Crit Care Med. 2009 Mar;37(3):951-6
The risk of apnoea in neonates requiring prostaglandin E1 infusions for duct-dependent congenital heart disease is well described and often results in the recommendation to intubate prior to transfer. An American study of 202 transported infants on PGE1 shows a higher rate of transport-related complications in those that had been intubated. None of the 73 (36%) unintubated patients required intubation for apneoa during transport. These data are in keeping with a previous Australian study of 300 infants receiving PGE1 in which only 2 of 78 unintubated patients experienced apnoea.
To intubate or not to intubate?

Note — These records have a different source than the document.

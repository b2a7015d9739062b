//! View-model of the sync screen: the operator's selection and the result of
//! the last execution, on top of a shared [`SyncWorkflow`].
//!
//! `execute_selected` is the whole "execute, wait, re-check, clear" sequence as
//! one async task. The wait uses `tokio::time`, so tests drive it with a
//! paused clock.

use std::sync::Arc;
use std::time::Duration;

use tokio::sync::watch;
use tracing::{debug, warn};

use hrsync_core::types::{EmployeeId, SyncResult};

use crate::error::SyncError;
use crate::selection::Selection;
use crate::workflow::{CheckOutcome, SyncWorkflow};

#[derive(Debug, Clone, Default, PartialEq)]
pub struct SyncCenterState {
    pub selection: Selection,
    /// Result of the last execution; kept on screen until the next one
    pub displayed_result: Option<SyncResult>,
    /// Between a finished execution and its follow-up check
    pub reconciling: bool,
}

pub struct SyncCenter {
    workflow: Arc<SyncWorkflow>,
    state: watch::Sender<SyncCenterState>,
    recheck_delay: Duration,
}

impl SyncCenter {
    pub fn new(workflow: Arc<SyncWorkflow>, recheck_delay: Duration) -> Self {
        Self {
            workflow,
            state: watch::Sender::new(SyncCenterState::default()),
            recheck_delay,
        }
    }

    pub fn workflow(&self) -> &Arc<SyncWorkflow> {
        &self.workflow
    }

    pub fn snapshot(&self) -> SyncCenterState {
        self.state.borrow().clone()
    }

    pub fn subscribe(&self) -> watch::Receiver<SyncCenterState> {
        self.state.subscribe()
    }

    pub fn toggle(&self, id: EmployeeId) {
        self.state.send_modify(|s| {
            s.selection.toggle(id);
        });
    }

    /// Select every employee in the need list as it is right now.
    pub fn select_all(&self) {
        let needs = self.workflow.snapshot().sync_needs;
        self.state.send_modify(|s| s.selection.select_all(&needs));
    }

    /// Header checkbox: clear when everything is selected, otherwise select all.
    pub fn toggle_all(&self) {
        let needs = self.workflow.snapshot().sync_needs;
        self.state.send_modify(|s| {
            if s.selection.is_all_selected(&needs) {
                s.selection.clear();
            } else {
                s.selection.select_all(&needs);
            }
        });
    }

    pub fn clear_selection(&self) {
        self.state.send_if_modified(|s| {
            let had = !s.selection.is_empty();
            s.selection.clear();
            had
        });
    }

    pub fn dismiss_result(&self) {
        self.state
            .send_if_modified(|s| s.displayed_result.take().is_some());
    }

    /// Whether the execute control should be enabled.
    pub fn can_execute(&self) -> bool {
        let s = self.state.borrow();
        !s.selection.is_empty() && !s.reconciling && !self.workflow.snapshot().phase.is_busy()
    }

    pub async fn refresh(&self) -> CheckOutcome {
        self.workflow.check_sync().await
    }

    /// Execute the current selection, show the result, then after the
    /// re-check delay run exactly one check and clear the selection.
    ///
    /// If another check is in flight when the delay ends, the re-check waits
    /// for it and runs once afterwards.
    ///
    /// On failure the selection is kept and no check is scheduled.
    pub async fn execute_selected(&self) -> Result<SyncResult, SyncError> {
        let ids = self.state.borrow().selection.ids();
        let result = self.workflow.execute_sync(&ids).await?;

        self.state.send_modify(|s| {
            s.displayed_result = Some(result.clone());
            s.reconciling = true;
        });

        debug!(delay_ms = self.recheck_delay.as_millis() as u64, "scheduling re-check");
        tokio::time::sleep(self.recheck_delay).await;
        let mut outcome = self.workflow.check_sync().await;
        if outcome == CheckOutcome::Busy {
            // a manual check got in first; run ours once it has finished
            let mut rx = self.workflow.subscribe();
            let _ = rx.wait_for(|s| !s.phase.is_busy()).await;
            outcome = self.workflow.check_sync().await;
        }
        if outcome == CheckOutcome::Busy {
            warn!("re-check after execution skipped: workflow still busy");
        }
        debug!(?outcome, "re-check after execution");

        self.state.send_modify(|s| {
            s.selection.clear();
            s.reconciling = false;
        });
        Ok(result)
    }
}

#[cfg(test)]
mod tests {
    use super::*;
    use hrsync_gateway::MemoryGateway;

    fn center() -> SyncCenter {
        let gw = Arc::new(MemoryGateway::demo());
        SyncCenter::new(Arc::new(SyncWorkflow::new(gw)), Duration::ZERO)
    }

    #[tokio::test]
    async fn toggle_all_flips_between_all_and_none() {
        let c = center();
        c.refresh().await;

        c.toggle_all();
        assert_eq!(c.snapshot().selection.ids(), vec![3, 5]);
        c.toggle_all();
        assert!(c.snapshot().selection.is_empty());

        c.toggle(5);
        c.toggle_all();
        assert_eq!(c.snapshot().selection.len(), 2);
    }

    #[tokio::test]
    async fn execute_control_needs_a_selection() {
        let c = center();
        c.refresh().await;
        assert!(!c.can_execute());
        c.toggle(3);
        assert!(c.can_execute());
    }

    #[tokio::test]
    async fn failed_execute_keeps_selection() {
        let c = center();
        let err = c.execute_selected().await.unwrap_err();
        assert!(matches!(err, SyncError::EmptySelection));
        assert!(c.snapshot().displayed_result.is_none());
    }
}
//! Wire types shared between the gateway, the state containers, and the views.
//!
//! Field names follow the backend verbatim (PascalCase, `EmployeeID`, `HRData`),
//! so every struct carries serde renames rather than a mapping layer.

use chrono::{NaiveDate, NaiveDateTime};
use serde::{Deserialize, Deserializer, Serialize};

pub type EmployeeId = i64;
pub type DepartmentId = i64;

/// Per-employee reconciliation state between HR and Payroll
#[derive(Debug, Clone, Copy, PartialEq, Eq, Hash, Serialize, Deserialize)]
#[serde(rename_all = "snake_case")]
pub enum SyncStatus {
    Synced,
    NeedsSync,
    Syncing,
    /// Also used for any status string the client does not recognise
    #[serde(other)]
    Error,
}

impl SyncStatus {
    pub fn as_str(&self) -> &'static str {
        match self {
            SyncStatus::Synced => "synced",
            SyncStatus::NeedsSync => "needs_sync",
            SyncStatus::Syncing => "syncing",
            SyncStatus::Error => "error",
        }
    }
}

/// Employment status. The backend only distinguishes `Active`; every other
/// value is carried through untouched.
#[derive(Debug, Clone, PartialEq, Eq, Serialize, Deserialize)]
#[serde(from = "String", into = "String")]
pub enum EmploymentStatus {
    Active,
    Other(String),
}

impl EmploymentStatus {
    pub fn is_active(&self) -> bool {
        matches!(self, EmploymentStatus::Active)
    }

    pub fn as_str(&self) -> &str {
        match self {
            EmploymentStatus::Active => "Active",
            EmploymentStatus::Other(s) => s,
        }
    }
}

impl From<String> for EmploymentStatus {
    fn from(s: String) -> Self {
        if s == "Active" {
            EmploymentStatus::Active
        } else {
            EmploymentStatus::Other(s)
        }
    }
}

impl From<EmploymentStatus> for String {
    fn from(s: EmploymentStatus) -> Self {
        match s {
            EmploymentStatus::Active => "Active".to_string(),
            EmploymentStatus::Other(s) => s,
        }
    }
}

/// Row of the employee list
#[derive(Debug, Clone, PartialEq, Serialize, Deserialize)]
#[serde(rename_all = "PascalCase")]
pub struct Employee {
    #[serde(rename = "EmployeeID")]
    pub employee_id: EmployeeId,
    pub full_name: String,
    #[serde(default)]
    pub department_name: Option<String>,
    #[serde(default)]
    pub position_name: Option<String>,
    pub status: EmploymentStatus,
    pub sync_status: SyncStatus,
    #[serde(default)]
    pub hire_date: Option<NaiveDate>,
}

impl Employee {
    pub fn department_label(&self) -> &str {
        self.department_name.as_deref().unwrap_or("Unassigned")
    }

    pub fn position_label(&self) -> &str {
        self.position_name.as_deref().unwrap_or("Unspecified")
    }
}

fn default_employment_status() -> EmploymentStatus {
    EmploymentStatus::Active
}

fn default_detail_sync_status() -> SyncStatus {
    SyncStatus::NeedsSync
}

/// Unified HR + Payroll profile of a single employee
#[derive(Debug, Clone, PartialEq, Serialize, Deserialize)]
#[serde(rename_all = "PascalCase")]
pub struct EmployeeDetail {
    #[serde(rename = "EmployeeID")]
    pub employee_id: EmployeeId,
    pub full_name: String,
    #[serde(rename = "DepartmentID", default)]
    pub department_id: Option<DepartmentId>,
    #[serde(rename = "PositionID", default)]
    pub position_id: Option<i64>,
    #[serde(default = "default_employment_status")]
    pub status: EmploymentStatus,
    #[serde(default)]
    pub date_of_birth: Option<NaiveDate>,
    #[serde(default)]
    pub gender: Option<String>,
    #[serde(default)]
    pub phone_number: Option<String>,
    #[serde(default)]
    pub email: Option<String>,
    #[serde(default)]
    pub hire_date: Option<NaiveDate>,
    #[serde(default)]
    pub department_name: Option<String>,
    #[serde(default)]
    pub position_name: Option<String>,
    #[serde(default = "default_detail_sync_status")]
    pub sync_status: SyncStatus,
    #[serde(default)]
    pub created_at: Option<NaiveDateTime>,
    #[serde(default)]
    pub updated_at: Option<NaiveDateTime>,
}

#[derive(Debug, Clone, PartialEq, Eq, Serialize, Deserialize)]
#[serde(rename_all = "PascalCase")]
pub struct Department {
    #[serde(rename = "DepartmentID")]
    pub department_id: DepartmentId,
    pub department_name: String,
    #[serde(default, deserialize_with = "null_as_zero")]
    pub employee_count: u32,
}

fn null_as_zero<'de, D>(d: D) -> Result<u32, D::Error>
where
    D: Deserializer<'de>,
{
    Ok(Option::<u32>::deserialize(d)?.unwrap_or(0))
}

#[derive(Debug, Clone, Copy, PartialEq, Eq, Hash, Serialize, Deserialize)]
pub enum SyncAction {
    #[serde(rename = "INSERT")]
    Insert,
    #[serde(rename = "UPDATE")]
    Update,
    #[serde(rename = "NONE")]
    NoAction,
}

impl SyncAction {
    pub fn as_str(&self) -> &'static str {
        match self {
            SyncAction::Insert => "INSERT",
            SyncAction::Update => "UPDATE",
            SyncAction::NoAction => "NONE",
        }
    }
}

/// One employee whose HR and Payroll records differ
#[derive(Debug, Clone, PartialEq, Serialize, Deserialize)]
#[serde(rename_all = "PascalCase")]
pub struct SyncNeed {
    #[serde(rename = "EmployeeID")]
    pub employee_id: EmployeeId,
    pub full_name: String,
    pub action: SyncAction,
    pub reason: String,
    #[serde(rename = "HRData", default, skip_serializing_if = "Option::is_none")]
    pub hr_data: Option<serde_json::Value>,
    #[serde(default, skip_serializing_if = "Option::is_none")]
    pub payroll_data: Option<serde_json::Value>,
}

/// Response of a sync check
#[derive(Debug, Clone, PartialEq, Serialize, Deserialize)]
#[serde(rename_all = "PascalCase")]
pub struct SyncStatusSummary {
    pub total_employees: u32,
    pub need_sync: u32,
    pub already_synced: u32,
    pub sync_needs: Vec<SyncNeed>,
    #[serde(default)]
    pub checked_at: Option<NaiveDateTime>,
}

impl SyncStatusSummary {
    /// `NeedSync + AlreadySynced == TotalEmployees`. Reported by the backend,
    /// never enforced here.
    pub fn is_consistent(&self) -> bool {
        u64::from(self.need_sync) + u64::from(self.already_synced)
            == u64::from(self.total_employees)
    }

    pub fn need_ratio(&self) -> f64 {
        ratio(self.need_sync, self.total_employees)
    }

    pub fn synced_ratio(&self) -> f64 {
        ratio(self.already_synced, self.total_employees)
    }
}

fn ratio(part: u32, total: u32) -> f64 {
    if total == 0 {
        0.0
    } else {
        (f64::from(part) / f64::from(total)).clamp(0.0, 1.0)
    }
}

/// Per-employee line of an execute response
#[derive(Debug, Clone, PartialEq, Serialize, Deserialize)]
#[serde(rename_all = "PascalCase")]
pub struct SyncDetail {
    #[serde(rename = "EmployeeID", default)]
    pub employee_id: Option<EmployeeId>,
    #[serde(default)]
    pub action: Option<SyncAction>,
    pub status: String,
    pub message: String,
}

/// Response of a sync execution
#[derive(Debug, Clone, PartialEq, Serialize, Deserialize)]
#[serde(rename_all = "PascalCase")]
pub struct SyncResult {
    pub success: bool,
    pub message: String,
    pub synced_count: u32,
    pub failed_count: u32,
    #[serde(default)]
    pub details: Vec<SyncDetail>,
    #[serde(default)]
    pub synced_at: Option<NaiveDateTime>,
}

impl SyncResult {
    /// Partial failure is data, not an error: `success` may still be true.
    pub fn has_failures(&self) -> bool {
        self.failed_count > 0
    }
}

/// Body of `POST /hr/sync/execute`
#[derive(Debug, Clone, PartialEq, Eq, Serialize, Deserialize)]
pub struct SyncExecuteRequest {
    #[serde(rename = "EmployeeIDs")]
    pub employee_ids: Vec<EmployeeId>,
}

/// Active directory filters
#[derive(Debug, Clone, Default, PartialEq, Eq, Serialize, Deserialize)]
pub struct EmployeeFilters {
    pub department_id: Option<DepartmentId>,
    pub search: String,
}

impl EmployeeFilters {
    pub fn is_empty(&self) -> bool {
        self.department_id.is_none() && self.search.trim().is_empty()
    }

    pub fn merge(&mut self, patch: FilterPatch) {
        if let Some(dept) = patch.department_id {
            self.department_id = dept;
        }
        if let Some(search) = patch.search {
            self.search = search;
        }
    }

    /// Query parameters for the list endpoint; empty filters are omitted.
    pub fn to_query(&self) -> Vec<(&'static str, String)> {
        let mut q = Vec::new();
        if let Some(id) = self.department_id {
            q.push(("department_id", id.to_string()));
        }
        if !self.search.trim().is_empty() {
            q.push(("search", self.search.clone()));
        }
        q
    }
}

/// Partial filter change. `department_id: Some(None)` clears the department.
#[derive(Debug, Clone, Default, PartialEq, Eq)]
pub struct FilterPatch {
    pub department_id: Option<Option<DepartmentId>>,
    pub search: Option<String>,
}

impl FilterPatch {
    pub fn search(text: impl Into<String>) -> Self {
        Self {
            search: Some(text.into()),
            ..Default::default()
        }
    }

    pub fn department(id: Option<DepartmentId>) -> Self {
        Self {
            department_id: Some(id),
            ..Default::default()
        }
    }
}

Transporting infants on prostaglandin E1
Pediatrics. 2009 Jan;123(1):e25-30
A review of 1954 out-of-hospital tracheal intubation (ETI) attempts by EMS crews revealed 444 (22.7%) patients experienced one or more ETI errors, including tube misplacement or dislodgement in 61 (3%), multiple ETI attempts in 62 (3%) and failed ETI in 359 (15%). Pneumonitis was associated with failed ETI (n=20, 19%; univariable OR 2.54; 95% CI 1.24-5.25). The authors conclude that out-of-hospital ETI errors are not associated with mortality, but failed out-of-hospital ETI increases the odds of pneumonitis.